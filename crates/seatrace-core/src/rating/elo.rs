// Incremental ELO ratings from pairwise seat-race outcomes.

use std::collections::BTreeMap;

use chrono::{DateTime, Utc};
use serde::{Deserialize, Serialize};

use crate::config::EloConfig;
use crate::race::AthleteId;
use crate::rating::bradley_terry::BradleyTerryModel;
use crate::rating::extract::{OutcomeKind, PairwiseOutcome};

/// Margin, in seconds, that counts as one unit of margin scaling (roughly a
/// boat length over a seat-race piece).
pub const REFERENCE_MARGIN_SECONDS: f64 = 1.0;

// ---------------------------------------------------------------------------
// Rating rows
// ---------------------------------------------------------------------------

#[derive(Debug, Clone, Copy, PartialEq, Eq, Hash, PartialOrd, Ord, Serialize, Deserialize)]
#[serde(rename_all = "snake_case")]
pub enum RatingType {
    SeatRaceElo,
    Combined,
}

impl RatingType {
    pub fn as_str(&self) -> &'static str {
        match self {
            RatingType::SeatRaceElo => "seat_race_elo",
            RatingType::Combined => "combined",
        }
    }

    pub fn from_str_type(s: &str) -> Option<Self> {
        match s {
            "seat_race_elo" => Some(RatingType::SeatRaceElo),
            "combined" => Some(RatingType::Combined),
            _ => None,
        }
    }
}

/// One athlete's rating of one type.
#[derive(Debug, Clone, PartialEq, Serialize, Deserialize)]
pub struct Rating {
    pub athlete_id: AthleteId,
    pub rating_type: RatingType,
    pub value: f64,
    /// In [0, 1); approaches 1 as races accumulate.
    pub confidence: f64,
    pub races_count: u32,
    pub last_calculated: Option<DateTime<Utc>>,
}

impl Rating {
    pub fn initial(athlete_id: AthleteId, rating_type: RatingType, default_rating: f64) -> Self {
        Rating {
            athlete_id,
            rating_type,
            value: default_rating,
            confidence: 0.0,
            races_count: 0,
            last_calculated: None,
        }
    }
}

/// The ratings of one type for one team, keyed by athlete.
///
/// Athletes without a row rate at the configured default.
#[derive(Debug, Clone, PartialEq)]
pub struct RatingBook {
    rating_type: RatingType,
    default_rating: f64,
    ratings: BTreeMap<AthleteId, Rating>,
}

impl RatingBook {
    pub fn new(rating_type: RatingType, default_rating: f64) -> Self {
        RatingBook {
            rating_type,
            default_rating,
            ratings: BTreeMap::new(),
        }
    }

    /// Build a book from stored rows. Rows of another type are ignored.
    pub fn from_ratings(
        rating_type: RatingType,
        default_rating: f64,
        rows: impl IntoIterator<Item = Rating>,
    ) -> Self {
        let mut book = RatingBook::new(rating_type, default_rating);
        for row in rows {
            book.insert(row);
        }
        book
    }

    pub fn rating_type(&self) -> RatingType {
        self.rating_type
    }

    pub fn get(&self, athlete_id: AthleteId) -> Option<&Rating> {
        self.ratings.get(&athlete_id)
    }

    pub fn value(&self, athlete_id: AthleteId) -> f64 {
        self.ratings
            .get(&athlete_id)
            .map_or(self.default_rating, |r| r.value)
    }

    /// Put a row into the book, replacing any previous row for the athlete.
    /// Rows of another type are ignored.
    pub fn insert(&mut self, rating: Rating) {
        if rating.rating_type == self.rating_type {
            self.ratings.insert(rating.athlete_id, rating);
        }
    }

    fn entry(&mut self, athlete_id: AthleteId) -> &mut Rating {
        let (rating_type, default_rating) = (self.rating_type, self.default_rating);
        self.ratings
            .entry(athlete_id)
            .or_insert_with(|| Rating::initial(athlete_id, rating_type, default_rating))
    }

    pub fn len(&self) -> usize {
        self.ratings.len()
    }

    pub fn is_empty(&self) -> bool {
        self.ratings.is_empty()
    }

    /// Ratings in athlete id order.
    pub fn iter(&self) -> impl Iterator<Item = &Rating> {
        self.ratings.values()
    }

    pub fn into_ratings(self) -> Vec<Rating> {
        self.ratings.into_values().collect()
    }
}

// ---------------------------------------------------------------------------
// Formulas
// ---------------------------------------------------------------------------

/// Expected score of an athlete rated `r_a` against one rated `r_b`.
pub fn expected_score(r_a: f64, r_b: f64) -> f64 {
    1.0 / (1.0 + 10f64.powf((r_b - r_a) / 400.0))
}

/// Multiplier applied to a rating change for a given margin.
///
/// Always 1.0 when margin scaling is off; otherwise grows linearly with the
/// margin and is capped at `max_margin_factor`.
pub fn margin_factor(margin_seconds: f64, config: &EloConfig) -> f64 {
    if !config.margin_scaling {
        return 1.0;
    }
    (1.0 + margin_seconds / REFERENCE_MARGIN_SECONDS).min(config.max_margin_factor)
}

/// Saturating confidence for a race count: 0 with no races, 0.5 at the
/// half-life, never 1 for a finite count.
pub fn confidence_score(races_count: u32, half_life: f64) -> f64 {
    1.0 - 1.0 / (1.0 + races_count as f64 / half_life)
}

// ---------------------------------------------------------------------------
// Updates
// ---------------------------------------------------------------------------

/// Apply one outcome to the book. Returns the change given to `outcome.winner`;
/// `outcome.loser` receives exactly the negation.
pub fn apply_outcome(
    book: &mut RatingBook,
    outcome: &PairwiseOutcome,
    config: &EloConfig,
    now: DateTime<Utc>,
) -> f64 {
    let r_a = book.value(outcome.winner);
    let r_b = book.value(outcome.loser);

    let actual = match outcome.kind {
        OutcomeKind::Win => 1.0,
        OutcomeKind::Draw => 0.5,
    };
    let delta = config.k_factor
        * (actual - expected_score(r_a, r_b))
        * margin_factor(outcome.margin_seconds, config);

    for (athlete_id, change) in [(outcome.winner, delta), (outcome.loser, -delta)] {
        let rating = book.entry(athlete_id);
        rating.value += change;
        rating.races_count += 1;
        rating.confidence = confidence_score(rating.races_count, config.confidence_half_life);
        rating.last_calculated = Some(now);
    }

    delta
}

/// Apply outcomes strictly in the given order. Returns the athletes whose
/// ratings changed, in id order.
pub fn apply_outcomes(
    book: &mut RatingBook,
    outcomes: &[PairwiseOutcome],
    config: &EloConfig,
    now: DateTime<Utc>,
) -> Vec<AthleteId> {
    let mut touched = std::collections::BTreeSet::new();
    for outcome in outcomes {
        apply_outcome(book, outcome, config, now);
        touched.insert(outcome.winner);
        touched.insert(outcome.loser);
    }
    touched.into_iter().collect()
}

/// Rebuild seat-race ratings from scratch over a full, chronologically
/// ordered history.
pub fn replay(outcomes: &[PairwiseOutcome], config: &EloConfig, now: DateTime<Utc>) -> RatingBook {
    let mut book = RatingBook::new(RatingType::SeatRaceElo, config.default_rating);
    apply_outcomes(&mut book, outcomes, config, now);
    book
}

// ---------------------------------------------------------------------------
// Combined rating
// ---------------------------------------------------------------------------

/// Bradley-Terry strength on the ELO scale. A strength of 1 (the geometric
/// mean after normalization) maps to the default rating.
pub fn strength_to_elo(strength: f64, default_rating: f64) -> Option<f64> {
    (strength.is_finite() && strength > 0.0).then(|| default_rating + 400.0 * strength.log10())
}

/// Blend seat-race ELO with the batch Bradley-Terry fit.
///
/// The ELO value is weighted by its confidence; the rest of the weight goes to
/// the Bradley-Terry estimate. Athletes the fit could not place keep their
/// ELO value.
pub fn combine_with_bradley_terry(
    elo: &RatingBook,
    model: &BradleyTerryModel,
    default_rating: f64,
) -> RatingBook {
    let mut combined = RatingBook::new(RatingType::Combined, default_rating);
    for rating in elo.iter() {
        let bt_elo = model
            .athlete(rating.athlete_id)
            .and_then(|a| strength_to_elo(a.strength, default_rating));
        let value = match bt_elo {
            Some(bt) => rating.confidence * rating.value + (1.0 - rating.confidence) * bt,
            None => rating.value,
        };
        combined.insert(Rating {
            athlete_id: rating.athlete_id,
            rating_type: RatingType::Combined,
            value,
            confidence: rating.confidence,
            races_count: rating.races_count,
            last_calculated: rating.last_calculated,
        });
    }
    combined
}

#[cfg(test)]
mod tests {
    use super::*;
    use chrono::{NaiveDate, TimeZone};

    fn now() -> DateTime<Utc> {
        Utc.with_ymd_and_hms(2026, 4, 1, 12, 0, 0).unwrap()
    }

    fn outcome(winner: AthleteId, loser: AthleteId, kind: OutcomeKind, margin: f64) -> PairwiseOutcome {
        PairwiseOutcome {
            session_id: "s".into(),
            session_date: NaiveDate::from_ymd_opt(2026, 4, 1).unwrap(),
            piece_order: 1,
            winner,
            loser,
            kind,
            margin_seconds: margin,
            crew_sizes: (1, 1),
        }
    }

    fn plain_config() -> EloConfig {
        EloConfig {
            k_factor: 32.0,
            default_rating: 1500.0,
            draw_threshold_seconds: 0.0,
            margin_scaling: false,
            max_margin_factor: 2.0,
            confidence_half_life: 10.0,
        }
    }

    #[test]
    fn single_win_from_default_moves_sixteen_points() {
        let config = plain_config();
        let mut book = RatingBook::new(RatingType::SeatRaceElo, 1500.0);
        let delta = apply_outcome(&mut book, &outcome(1, 2, OutcomeKind::Win, 3.0), &config, now());

        assert!((delta - 16.0).abs() < 1e-12);
        assert!((book.value(1) - 1516.0).abs() < 1e-12);
        assert!((book.value(2) - 1484.0).abs() < 1e-12);
        // Untouched athletes stay at the default without a row.
        assert!((book.value(3) - 1500.0).abs() < 1e-12);
        assert!(book.get(3).is_none());
    }

    #[test]
    fn updates_are_zero_sum() {
        let config = plain_config();
        let mut book = RatingBook::new(RatingType::SeatRaceElo, 1500.0);
        let history = [
            outcome(1, 2, OutcomeKind::Win, 2.0),
            outcome(2, 3, OutcomeKind::Win, 1.0),
            outcome(3, 1, OutcomeKind::Draw, 0.1),
            outcome(1, 3, OutcomeKind::Win, 4.0),
        ];
        for o in &history {
            let before = (book.value(o.winner), book.value(o.loser));
            apply_outcome(&mut book, o, &config, now());
            let winner_delta = book.value(o.winner) - before.0;
            let loser_delta = book.value(o.loser) - before.1;
            assert!((winner_delta + loser_delta).abs() < 1e-9);
        }
    }

    #[test]
    fn draw_between_equals_changes_nothing() {
        let config = plain_config();
        let mut book = RatingBook::new(RatingType::SeatRaceElo, 1500.0);
        let delta = apply_outcome(&mut book, &outcome(1, 2, OutcomeKind::Draw, 0.0), &config, now());
        assert_eq!(delta, 0.0);
        assert_eq!(book.get(1).unwrap().races_count, 1);
    }

    #[test]
    fn margin_scaling_is_capped() {
        let mut config = plain_config();
        assert_eq!(margin_factor(10.0, &config), 1.0);

        config.margin_scaling = true;
        assert!((margin_factor(0.5, &config) - 1.5).abs() < 1e-12);
        assert!((margin_factor(10.0, &config) - 2.0).abs() < 1e-12);

        let mut book = RatingBook::new(RatingType::SeatRaceElo, 1500.0);
        let delta = apply_outcome(&mut book, &outcome(1, 2, OutcomeKind::Win, 10.0), &config, now());
        assert!((delta - 32.0).abs() < 1e-12);
    }

    #[test]
    fn confidence_saturates_below_one() {
        assert_eq!(confidence_score(0, 10.0), 0.0);
        assert!((confidence_score(10, 10.0) - 0.5).abs() < 1e-12);
        let high = confidence_score(1_000_000, 10.0);
        assert!(high < 1.0 && high > 0.999);
    }

    #[test]
    fn replay_is_bit_identical() {
        let config = plain_config();
        let history: Vec<PairwiseOutcome> = (0..50)
            .map(|i| outcome(i % 5, (i + 2) % 5, OutcomeKind::Win, (i % 7) as f64))
            .collect();
        let first = replay(&history, &config, now());
        let second = replay(&history, &config, now());
        let a: Vec<u64> = first.iter().map(|r| r.value.to_bits()).collect();
        let b: Vec<u64> = second.iter().map(|r| r.value.to_bits()).collect();
        assert_eq!(a, b);
    }

    #[test]
    fn order_matters_for_elo() {
        let config = plain_config();
        let forward = [outcome(1, 2, OutcomeKind::Win, 1.0), outcome(2, 3, OutcomeKind::Win, 1.0)];
        let backward = [outcome(2, 3, OutcomeKind::Win, 1.0), outcome(1, 2, OutcomeKind::Win, 1.0)];
        let a = replay(&forward, &config, now());
        let b = replay(&backward, &config, now());
        assert!((a.value(2) - b.value(2)).abs() > 1e-9);
    }

    #[test]
    fn strength_maps_to_elo_scale() {
        assert_eq!(strength_to_elo(1.0, 1500.0), Some(1500.0));
        assert!((strength_to_elo(10.0, 1500.0).unwrap() - 1900.0).abs() < 1e-9);
        assert_eq!(strength_to_elo(0.0, 1500.0), None);
    }

    #[test]
    fn rating_type_names_round_trip() {
        for t in [RatingType::SeatRaceElo, RatingType::Combined] {
            assert_eq!(RatingType::from_str_type(t.as_str()), Some(t));
        }
    }
}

▬▬▬▬▬▬

In the listing above, locate the line containing "fn entry(&mut self, athlete_id: AthleteId)" and the line containing "athlete id order.", then transcribe both and every line between them verbatim.

    fn entry(&mut self, athlete_id: AthleteId) -> &mut Rating {
        let (rating_type, default_rating) = (self.rating_type, self.default_rating);
        self.ratings
            .entry(athlete_id)
            .or_insert_with(|| Rating::initial(athlete_id, rating_type, default_rating))
    }

    pub fn len(&self) -> usize {
        self.ratings.len()
    }

    pub fn is_empty(&self) -> bool {
        self.ratings.is_empty()
    }

    /// Ratings in athlete id order.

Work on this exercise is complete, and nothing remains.